**EXTRACTED DATA**
********

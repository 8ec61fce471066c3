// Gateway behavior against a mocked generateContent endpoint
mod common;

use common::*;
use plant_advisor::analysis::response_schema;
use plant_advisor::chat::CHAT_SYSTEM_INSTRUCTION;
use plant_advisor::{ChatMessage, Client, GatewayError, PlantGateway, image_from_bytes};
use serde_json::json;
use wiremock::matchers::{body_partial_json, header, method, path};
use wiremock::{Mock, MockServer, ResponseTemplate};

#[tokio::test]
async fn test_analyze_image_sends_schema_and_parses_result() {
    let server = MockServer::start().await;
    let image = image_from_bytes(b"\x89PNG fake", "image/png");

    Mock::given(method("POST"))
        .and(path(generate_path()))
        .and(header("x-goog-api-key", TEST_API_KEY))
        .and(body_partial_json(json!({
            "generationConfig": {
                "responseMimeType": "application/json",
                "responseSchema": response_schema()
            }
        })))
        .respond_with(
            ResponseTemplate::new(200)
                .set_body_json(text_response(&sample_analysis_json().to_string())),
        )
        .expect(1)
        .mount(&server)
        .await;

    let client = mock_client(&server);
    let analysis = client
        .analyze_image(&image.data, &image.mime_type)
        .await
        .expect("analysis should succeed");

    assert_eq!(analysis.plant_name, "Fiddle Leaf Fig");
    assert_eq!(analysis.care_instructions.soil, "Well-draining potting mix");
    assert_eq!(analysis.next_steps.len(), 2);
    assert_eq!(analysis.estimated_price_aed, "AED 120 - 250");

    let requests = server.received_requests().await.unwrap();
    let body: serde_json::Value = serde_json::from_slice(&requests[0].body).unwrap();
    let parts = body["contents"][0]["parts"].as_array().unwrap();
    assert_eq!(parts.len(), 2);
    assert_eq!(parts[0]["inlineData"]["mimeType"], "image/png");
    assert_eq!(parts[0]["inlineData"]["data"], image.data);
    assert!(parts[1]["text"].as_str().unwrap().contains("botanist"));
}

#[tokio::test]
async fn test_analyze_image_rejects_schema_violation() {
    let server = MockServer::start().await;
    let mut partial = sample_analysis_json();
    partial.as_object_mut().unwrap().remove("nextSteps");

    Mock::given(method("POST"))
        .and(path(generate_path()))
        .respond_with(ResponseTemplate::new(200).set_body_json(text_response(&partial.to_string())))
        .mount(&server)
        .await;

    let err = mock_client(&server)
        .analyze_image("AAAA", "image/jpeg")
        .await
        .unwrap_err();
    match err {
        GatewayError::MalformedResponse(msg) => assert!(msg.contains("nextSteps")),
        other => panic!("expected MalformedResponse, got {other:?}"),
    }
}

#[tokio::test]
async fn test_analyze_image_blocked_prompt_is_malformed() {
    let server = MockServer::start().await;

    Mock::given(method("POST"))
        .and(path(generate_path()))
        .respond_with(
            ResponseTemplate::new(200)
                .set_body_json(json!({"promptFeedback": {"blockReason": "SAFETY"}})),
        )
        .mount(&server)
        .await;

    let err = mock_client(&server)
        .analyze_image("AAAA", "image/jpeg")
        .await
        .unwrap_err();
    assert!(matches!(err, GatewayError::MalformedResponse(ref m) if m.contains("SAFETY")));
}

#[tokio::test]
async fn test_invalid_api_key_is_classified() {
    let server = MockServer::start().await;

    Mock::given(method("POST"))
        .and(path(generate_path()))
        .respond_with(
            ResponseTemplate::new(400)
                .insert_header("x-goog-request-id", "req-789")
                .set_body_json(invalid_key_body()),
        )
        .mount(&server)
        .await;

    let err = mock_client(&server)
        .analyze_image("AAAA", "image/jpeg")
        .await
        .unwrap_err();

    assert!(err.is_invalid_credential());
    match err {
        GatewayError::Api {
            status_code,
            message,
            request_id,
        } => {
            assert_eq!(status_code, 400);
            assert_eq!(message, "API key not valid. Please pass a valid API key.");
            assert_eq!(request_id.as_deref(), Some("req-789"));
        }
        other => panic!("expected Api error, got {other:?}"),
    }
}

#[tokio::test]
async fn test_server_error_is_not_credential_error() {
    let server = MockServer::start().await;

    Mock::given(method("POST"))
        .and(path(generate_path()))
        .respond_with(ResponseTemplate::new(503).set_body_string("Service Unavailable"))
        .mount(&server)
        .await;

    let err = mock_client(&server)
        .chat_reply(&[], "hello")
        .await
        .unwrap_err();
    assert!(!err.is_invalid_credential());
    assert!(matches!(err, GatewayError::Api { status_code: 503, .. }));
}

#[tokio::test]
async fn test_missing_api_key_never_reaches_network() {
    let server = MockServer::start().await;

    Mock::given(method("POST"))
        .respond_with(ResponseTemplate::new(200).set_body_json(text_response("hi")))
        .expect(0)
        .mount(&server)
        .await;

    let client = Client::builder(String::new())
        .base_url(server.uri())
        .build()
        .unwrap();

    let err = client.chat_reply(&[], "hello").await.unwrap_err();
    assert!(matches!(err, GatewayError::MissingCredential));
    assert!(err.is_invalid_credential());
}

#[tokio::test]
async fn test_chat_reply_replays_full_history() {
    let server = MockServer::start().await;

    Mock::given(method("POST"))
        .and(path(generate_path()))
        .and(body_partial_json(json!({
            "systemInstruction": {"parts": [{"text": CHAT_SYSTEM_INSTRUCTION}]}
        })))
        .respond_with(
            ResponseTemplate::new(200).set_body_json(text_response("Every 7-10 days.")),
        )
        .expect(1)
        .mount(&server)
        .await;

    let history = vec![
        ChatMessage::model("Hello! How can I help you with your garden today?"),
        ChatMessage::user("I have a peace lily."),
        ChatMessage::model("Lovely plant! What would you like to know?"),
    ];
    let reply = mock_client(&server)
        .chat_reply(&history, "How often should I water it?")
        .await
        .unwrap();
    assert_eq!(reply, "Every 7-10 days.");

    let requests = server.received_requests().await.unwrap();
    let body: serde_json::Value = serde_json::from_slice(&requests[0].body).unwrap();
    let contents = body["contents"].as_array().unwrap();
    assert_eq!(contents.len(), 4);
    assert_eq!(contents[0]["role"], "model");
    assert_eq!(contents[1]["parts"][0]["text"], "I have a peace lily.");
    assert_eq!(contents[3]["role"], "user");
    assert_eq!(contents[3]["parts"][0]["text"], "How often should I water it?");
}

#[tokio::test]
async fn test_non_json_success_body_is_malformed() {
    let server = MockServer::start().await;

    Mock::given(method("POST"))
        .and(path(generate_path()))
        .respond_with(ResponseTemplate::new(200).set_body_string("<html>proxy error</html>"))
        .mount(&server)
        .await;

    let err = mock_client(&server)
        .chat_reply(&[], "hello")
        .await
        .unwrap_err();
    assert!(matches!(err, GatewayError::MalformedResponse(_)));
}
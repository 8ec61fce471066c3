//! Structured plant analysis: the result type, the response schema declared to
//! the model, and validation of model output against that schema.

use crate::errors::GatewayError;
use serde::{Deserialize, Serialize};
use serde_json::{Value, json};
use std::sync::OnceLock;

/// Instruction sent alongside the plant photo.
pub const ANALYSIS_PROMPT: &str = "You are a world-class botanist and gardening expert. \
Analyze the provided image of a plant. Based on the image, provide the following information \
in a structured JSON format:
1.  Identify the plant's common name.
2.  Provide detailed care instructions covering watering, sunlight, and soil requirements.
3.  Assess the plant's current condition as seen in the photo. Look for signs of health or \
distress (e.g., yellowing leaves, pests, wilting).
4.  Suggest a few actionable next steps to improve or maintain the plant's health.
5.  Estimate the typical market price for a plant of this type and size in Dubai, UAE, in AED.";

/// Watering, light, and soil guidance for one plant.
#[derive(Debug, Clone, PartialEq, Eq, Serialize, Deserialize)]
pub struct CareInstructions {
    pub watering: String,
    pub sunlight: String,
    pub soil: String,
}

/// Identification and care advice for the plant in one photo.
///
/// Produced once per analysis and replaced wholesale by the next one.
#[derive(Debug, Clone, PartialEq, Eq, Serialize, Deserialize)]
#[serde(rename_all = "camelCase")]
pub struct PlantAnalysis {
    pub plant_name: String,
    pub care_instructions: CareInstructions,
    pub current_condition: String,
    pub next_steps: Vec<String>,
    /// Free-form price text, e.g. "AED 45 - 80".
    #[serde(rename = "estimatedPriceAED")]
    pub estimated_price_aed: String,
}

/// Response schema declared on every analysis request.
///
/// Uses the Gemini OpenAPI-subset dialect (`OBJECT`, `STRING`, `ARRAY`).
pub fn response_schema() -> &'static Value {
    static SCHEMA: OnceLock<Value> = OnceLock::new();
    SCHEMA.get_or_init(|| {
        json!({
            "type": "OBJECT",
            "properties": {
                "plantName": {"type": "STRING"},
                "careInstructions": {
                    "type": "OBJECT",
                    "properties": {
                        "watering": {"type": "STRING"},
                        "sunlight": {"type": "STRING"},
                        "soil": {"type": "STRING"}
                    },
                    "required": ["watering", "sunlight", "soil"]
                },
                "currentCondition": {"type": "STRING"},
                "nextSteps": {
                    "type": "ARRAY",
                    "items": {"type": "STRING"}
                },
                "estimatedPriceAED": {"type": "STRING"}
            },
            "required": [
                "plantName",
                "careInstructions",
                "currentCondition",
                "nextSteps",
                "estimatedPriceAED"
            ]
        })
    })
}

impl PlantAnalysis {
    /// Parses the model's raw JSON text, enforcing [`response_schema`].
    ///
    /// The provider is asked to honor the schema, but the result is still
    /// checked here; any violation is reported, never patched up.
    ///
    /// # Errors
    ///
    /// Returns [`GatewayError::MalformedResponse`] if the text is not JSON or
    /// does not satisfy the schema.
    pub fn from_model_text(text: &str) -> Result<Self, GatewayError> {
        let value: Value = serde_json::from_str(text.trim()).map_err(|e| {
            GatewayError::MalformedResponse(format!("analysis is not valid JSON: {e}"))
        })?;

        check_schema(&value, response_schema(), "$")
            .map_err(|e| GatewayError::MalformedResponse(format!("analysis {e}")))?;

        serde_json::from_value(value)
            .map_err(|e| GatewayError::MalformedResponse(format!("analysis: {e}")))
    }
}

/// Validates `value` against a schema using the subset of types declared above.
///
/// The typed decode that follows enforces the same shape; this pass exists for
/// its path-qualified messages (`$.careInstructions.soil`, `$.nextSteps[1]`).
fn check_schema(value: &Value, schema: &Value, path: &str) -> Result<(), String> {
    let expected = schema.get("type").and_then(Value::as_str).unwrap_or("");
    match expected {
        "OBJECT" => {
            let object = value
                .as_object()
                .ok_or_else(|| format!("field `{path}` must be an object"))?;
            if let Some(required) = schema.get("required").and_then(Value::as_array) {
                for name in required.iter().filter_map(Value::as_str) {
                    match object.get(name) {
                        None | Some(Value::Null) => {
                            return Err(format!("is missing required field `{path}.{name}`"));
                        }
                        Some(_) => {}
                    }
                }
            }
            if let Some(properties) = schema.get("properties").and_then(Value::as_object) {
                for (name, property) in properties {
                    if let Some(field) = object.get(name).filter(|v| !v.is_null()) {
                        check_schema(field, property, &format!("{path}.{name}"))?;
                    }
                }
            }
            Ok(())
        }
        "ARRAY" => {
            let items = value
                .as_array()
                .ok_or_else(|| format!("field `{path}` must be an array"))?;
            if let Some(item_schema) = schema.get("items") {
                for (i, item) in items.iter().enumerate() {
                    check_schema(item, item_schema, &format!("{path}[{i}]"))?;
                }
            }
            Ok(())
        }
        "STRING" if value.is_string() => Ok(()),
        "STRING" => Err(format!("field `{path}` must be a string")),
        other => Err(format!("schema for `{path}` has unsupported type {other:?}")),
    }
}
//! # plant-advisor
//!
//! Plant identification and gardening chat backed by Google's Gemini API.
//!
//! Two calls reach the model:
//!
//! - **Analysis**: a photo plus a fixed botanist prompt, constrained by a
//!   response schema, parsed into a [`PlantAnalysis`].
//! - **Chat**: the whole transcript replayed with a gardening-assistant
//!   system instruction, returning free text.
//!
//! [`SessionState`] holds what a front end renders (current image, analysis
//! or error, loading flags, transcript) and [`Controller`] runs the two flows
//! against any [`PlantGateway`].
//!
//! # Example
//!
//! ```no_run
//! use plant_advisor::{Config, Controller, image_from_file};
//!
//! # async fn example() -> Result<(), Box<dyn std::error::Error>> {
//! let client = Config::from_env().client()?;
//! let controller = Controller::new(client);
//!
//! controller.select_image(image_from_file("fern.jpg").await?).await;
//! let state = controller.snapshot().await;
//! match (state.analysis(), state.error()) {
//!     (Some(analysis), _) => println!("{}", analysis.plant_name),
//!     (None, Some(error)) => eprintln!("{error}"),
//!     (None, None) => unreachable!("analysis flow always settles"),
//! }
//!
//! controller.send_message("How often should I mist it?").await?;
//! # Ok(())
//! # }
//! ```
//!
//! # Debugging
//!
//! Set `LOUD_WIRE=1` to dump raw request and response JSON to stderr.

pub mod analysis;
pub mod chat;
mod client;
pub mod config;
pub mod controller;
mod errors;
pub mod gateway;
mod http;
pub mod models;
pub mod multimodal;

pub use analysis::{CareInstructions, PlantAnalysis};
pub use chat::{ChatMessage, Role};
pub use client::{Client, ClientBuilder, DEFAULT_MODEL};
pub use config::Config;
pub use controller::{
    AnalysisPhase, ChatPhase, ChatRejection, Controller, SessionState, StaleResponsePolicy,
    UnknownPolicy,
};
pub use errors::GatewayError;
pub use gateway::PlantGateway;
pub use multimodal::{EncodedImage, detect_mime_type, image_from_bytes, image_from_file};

********

**EXERCISE OBJECTIVE**
Gather from the records above every line containing the string "matches".

**SOLUTION**
    assert!(matches!(err, GatewayError::MalformedResponse(ref m) if m.contains("SAFETY")));
    assert!(matches!(err, GatewayError::Api { status_code: 503, .. }));
    assert!(matches!(err, GatewayError::MissingCredential));
    assert!(matches!(err, GatewayError::MalformedResponse(_)));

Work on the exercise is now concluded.